El desprecio del presidente por las reglas modernas
Gerardo Flores Ramírez
Los distintos desplantes o posicionamientos que le escuchamos o leímos al presidente López Obrador a lo largo de la semana pasada alrededor del inaceptable lance de dar a conocer públicamente el número de teléfono móvil de la periodista Natalie Kitroeff, jefa de la oficina del periódico The New York Times para México, Centroamérica y el Caribe, exhiben con claridad a un político desconectado de los tiempos que viven México y el mundo.
Sabíamos desde su época como Jefe de Gobierno de la Ciudad de México sobre su desprecio por las obligaciones de transparencia y acceso a la información pública. Se trataba de un nuevo factor en el andamiaje legal e institucional que ya permeaba en aquellos albores del Siglo XXI en muchos países, sobre la necesidad de establecer obligaciones para los gobernantes o servidores públicos para dar acceso a la información pública sobre cualquier acto o decisión en la que estuviera involucrado un ente gubernamental. En aquellos años ya le incomodaba que hubiera un órgano gubernamental sobre el que no pudiera tener control, que tuviera la última palabra sobre qué información se podía mantener en reserva y cuál no.
Durante su gestión como presidente de la República, ha sido reiterativo en su desprecio por el andamiaje constitucional y legal en materia de acceso a la información pública y la protección de datos personales. Su argumento es que sus conferencias mañaneras son el instrumento para transparentar el ejercicio de gobierno. Lo que desde luego es inaceptable para cualquier sociedad que se precie de ser democrática, en primer lugar, porque se trata de un mero ejercicio voluntarioso del presidente, donde se abordan los temas que solo a él interesan y en la forma que él quiera abordarlos, sin reglas.
El muy reprobable lance de revelar el número de teléfono de Kitroeff y su posterior justificación, que lo orilló a revelar su verdadero espíritu como gobernante, al señalar que por encima de la ley está su autoridad moral y política, es el simple colofón a casi seis años durante los que una y otra vez, con su obstinación por criticar al Instituto Nacional de Transparencia, Acceso a la Información y Protección de Datos Personales (INAI) y por insistir en su idea en desaparecerlo, fue evidente que su preocupación no era el costo que representa para el erario, sino su mero desprecio por las obligaciones en materia de transparencia y de protección de datos personales.
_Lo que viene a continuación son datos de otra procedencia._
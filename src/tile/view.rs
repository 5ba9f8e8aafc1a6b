use super::{
    Tile,
    map_area::MapArea,
    preview::{self, PreviewOverlay, TileSource, ToolState},
    rendering::{TileMapRenderFlags, TileMapRenderStats, TileMapRenderer},
};
use crate::{
    log,
    app::input::{InputAction, InputEvent, MouseButton, UiInputEvent},
    config::TileMapViewConfigs,
    render::{PictureCache, PictureHandle, RenderSystem},
    sim::{CityModel, Construction, InfoBoxHost},
    utils::{
        Size,
        coords::{self, Cell, MapOrigin, ScreenPoint},
    },
};

// ----------------------------------------------
// TileMapView
// ----------------------------------------------

// Draws the city map and routes pointer input into tool previews and
// commits. Holds no world state; the city and the map area are borrowed
// per call.
pub struct TileMapView {
    preview: PreviewOverlay,
    renderer: TileMapRenderer,

    // Cached from the last drawn frame. Hit-testing uses the same origin the
    // player is looking at. Zero until the first frame.
    origin: MapOrigin,
    viewport_size: Size,

    preview_enabled: bool,
    render_flags: TileMapRenderFlags,
    info_box_top_margin: i32,
}

impl TileMapView {
    pub fn new(configs: &TileMapViewConfigs, picture_cache: &dyn PictureCache) -> Self {
        let cleared_land = &configs.cleared_land_picture;
        let cleared_land_picture = picture_cache.find_picture(&cleared_land.group, cleared_land.index);

        if !cleared_land_picture.is_valid() {
            log::warn!(log::channel!("tilemap"), "Cleared land picture {cleared_land} not found. Using placeholder.");
        }

        Self::with_cleared_land_picture(configs, cleared_land_picture)
    }

    pub fn with_cleared_land_picture(configs: &TileMapViewConfigs, cleared_land_picture: PictureHandle) -> Self {
        Self {
            preview: PreviewOverlay::new(cleared_land_picture),
            renderer: TileMapRenderer::new(),
            origin: MapOrigin::default(),
            viewport_size: Size::zero(),
            preview_enabled: configs.preview_enabled,
            render_flags: configs.render_flags,
            info_box_top_margin: configs.info_box_top_margin,
        }
    }

    // ----------------------
    // Tools:
    // ----------------------

    pub fn set_build_instance(&mut self, construction: Box<dyn Construction>) {
        log::verbose!(log::channel!("tilemap"), "Build tool armed, footprint size {}.", construction.size());
        self.preview.set_build_instance(construction);
    }

    pub fn set_remove_tool(&mut self) {
        log::verbose!(log::channel!("tilemap"), "Remove tool armed.");
        self.preview.set_remove_tool();
    }

    pub fn clear_tool(&mut self) {
        let previous = self.preview.clear_tool();
        if !matches!(previous, ToolState::None) {
            log::verbose!(log::channel!("tilemap"), "{previous} tool disarmed.");
        }
    }

    #[inline]
    pub fn tool(&self) -> &ToolState {
        self.preview.tool()
    }

    #[inline]
    pub fn preview(&self) -> &PreviewOverlay {
        &self.preview
    }

    // ----------------------
    // Settings:
    // ----------------------

    #[inline]
    pub fn set_preview(&mut self, enabled: bool) {
        self.preview_enabled = enabled;
    }

    #[inline]
    pub fn is_preview_enabled(&self) -> bool {
        self.preview_enabled
    }

    #[inline]
    pub fn set_render_flags(&mut self, flags: TileMapRenderFlags) {
        self.render_flags = flags;
    }

    #[inline]
    pub fn render_flags(&self) -> TileMapRenderFlags {
        self.render_flags
    }

    #[inline]
    pub fn origin(&self) -> MapOrigin {
        self.origin
    }

    #[inline]
    pub fn stats(&self) -> TileMapRenderStats {
        self.renderer.stats()
    }

    // ----------------------
    // Queries:
    // ----------------------

    #[inline]
    pub fn tile_source<'a>(&'a self, city: &'a dyn CityModel) -> TileSource<'a> {
        TileSource::new(city, &self.preview, self.preview_enabled)
    }

    #[inline]
    pub fn cell_at_screen(&self, point: ScreenPoint, map_size: i32) -> Option<Cell> {
        coords::screen_to_cell(point, self.origin, map_size)
    }

    // Tile under the screen point as currently displayed, preview included.
    pub fn tile_at_screen<'a>(&'a self, point: ScreenPoint, city: &'a dyn CityModel) -> Option<&'a Tile> {
        let cell = self.cell_at_screen(point, city.tilemap().size())?;
        self.tile_source(city).try_resolve(cell)
    }

    // ----------------------
    // Drawing:
    // ----------------------

    pub fn draw_tilemap(&mut self,
                        render_sys: &mut impl RenderSystem,
                        city: &dyn CityModel,
                        map_area: &dyn MapArea)
                        -> TileMapRenderStats {
        let viewport_size = render_sys.viewport_size();

        self.viewport_size = viewport_size;
        self.origin = MapOrigin::centered(viewport_size,
                                          map_area.center_x(),
                                          map_area.center_z(),
                                          city.tilemap().size());

        let tiles = TileSource::new(city, &self.preview, self.preview_enabled);

        self.renderer.draw_map(render_sys,
                               city,
                               &tiles,
                               map_area.tiles(),
                               self.origin,
                               self.render_flags)
    }

    // ----------------------
    // Input:
    // ----------------------

    pub fn handle_event(&mut self,
                        event: &InputEvent,
                        city: &mut dyn CityModel,
                        map_area: &mut dyn MapArea,
                        info_box_host: &mut dyn InfoBoxHost)
                        -> UiInputEvent {
        match *event {
            InputEvent::CursorMoved(position) => {
                self.on_cursor_moved(position, city)
            }
            InputEvent::MouseButton(button, InputAction::Press, position) => {
                self.on_mouse_press(button, position, city, map_area, info_box_host)
            }
            InputEvent::MouseButton(_, InputAction::Release, _) => {
                UiInputEvent::NotHandled
            }
        }
    }

    fn on_cursor_moved(&mut self, position: ScreenPoint, city: &dyn CityModel) -> UiInputEvent {
        match self.cell_at_screen(position, city.tilemap().size()) {
            Some(cell) => {
                self.preview.update(city, cell);
                UiInputEvent::Handled
            }
            None => {
                // Off the map: nothing to preview.
                self.preview.discard();
                UiInputEvent::NotHandled
            }
        }
    }

    fn on_mouse_press(&mut self,
                      button: MouseButton,
                      position: ScreenPoint,
                      city: &mut dyn CityModel,
                      map_area: &mut dyn MapArea,
                      info_box_host: &mut dyn InfoBoxHost)
                      -> UiInputEvent {
        let Some(cell) = self.cell_at_screen(position, city.tilemap().size()) else {
            return UiInputEvent::NotHandled;
        };

        match button {
            MouseButton::Left => self.on_left_click(cell, city, map_area),
            MouseButton::Right => self.on_right_click(cell, city, info_box_host),
            MouseButton::Middle => {}
        }

        UiInputEvent::Handled
    }

    fn on_left_click(&mut self, cell: Cell, city: &mut dyn CityModel, map_area: &mut dyn MapArea) {
        let mut committed = false;

        if self.preview.is_remove_armed() {
            log::info!(log::channel!("tilemap"), "Clearing land at {cell}.");
            city.clear_land(cell);
            committed = true;
        } else if let Some(construction) = self.preview.build_instance() {
            if preview::is_buildable(construction, city.tilemap(), cell) {
                log::info!(log::channel!("tilemap"), "Building at {cell}, footprint size {}.", construction.size());
                city.build(construction, cell);
                committed = true;
            } else {
                log::verbose!(log::channel!("tilemap"), "Cannot build at {cell}.");
            }
        } else {
            map_area.set_center_ij(cell);
        }

        // The map changed under the cursor, so the old preview is stale.
        if committed {
            self.preview.update(city, cell);
        }
    }

    fn on_right_click(&mut self, cell: Cell, city: &dyn CityModel, info_box_host: &mut dyn InfoBoxHost) {
        self.clear_tool();

        // Re-resolved after the discard, so this is always the authoritative tile.
        let tiles = self.tile_source(city);
        let Some(overlay) = tiles.try_resolve(cell).and_then(|tile| tiles.tile_overlay(tile)) else {
            return;
        };

        if let Some(mut info_box) = overlay.make_info_box() {
            let x = (self.viewport_size.width - info_box.width()) / 2;
            info_box.set_position(ScreenPoint::new(x, self.info_box_top_margin));
            info_box_host.set_info_box(info_box);
        }
    }
}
Luego, el fin de semana nos obsequió un nuevo lance, ahora vía una publicación en la red X, en la que visiblemente enojado, descolocado totalmente, fustigó la decisión de YouTube de bajar el video de su conferencia en la que además de violar la ley, violó las reglas de esa plataforma digital. El primer párrafo de su tuit no tiene desperdicio: “Por censura, YouTube nos bajó el video de la conferencia de prensa del jueves 22 de febrero, pues, según ellos, “infringe las normas de la comunidad“. Es una actitud prepotente y autoritaria. Están en plena decadencia. La estatua de la libertad se ha convertido en un símbolo vacío”.
Exhibió exactamente el mismo talante de Trump cuando quiso subir la apuesta contra Facebook, Instagram y la entonces Twitter, que advertían sobre la posible suspensión de sus cuentas por violar las reglas de dichas redes, que finalmente cumplieron con suspenderlo cuando incitó a la violencia en el contexto de los hechos ocurridos en el Capitolio en enero de 2021. Aunque son hechos completamente diferentes, en ambos casos se trata de gobernantes que desprecian las reglas y las instituciones creadas para evitar actos despóticos, que exhibieron que en momentos en los que la república exige de ellos estatura, eligen la rabieta, las decisiones caprichosas, sin importar que se aparten de la legalidad, primero están ellos, después ellos.
En el caso del presidente López Obrador, no es exagerado decir que se trata de un político que desprecia las reglas e instituciones que surgieron con el avance de la sociedad de la información, que quiere gobernar como si fuera la década de los setenta, sin tantas reglas y obligaciones. Es alguien que se quedó en el siglo pasado pues.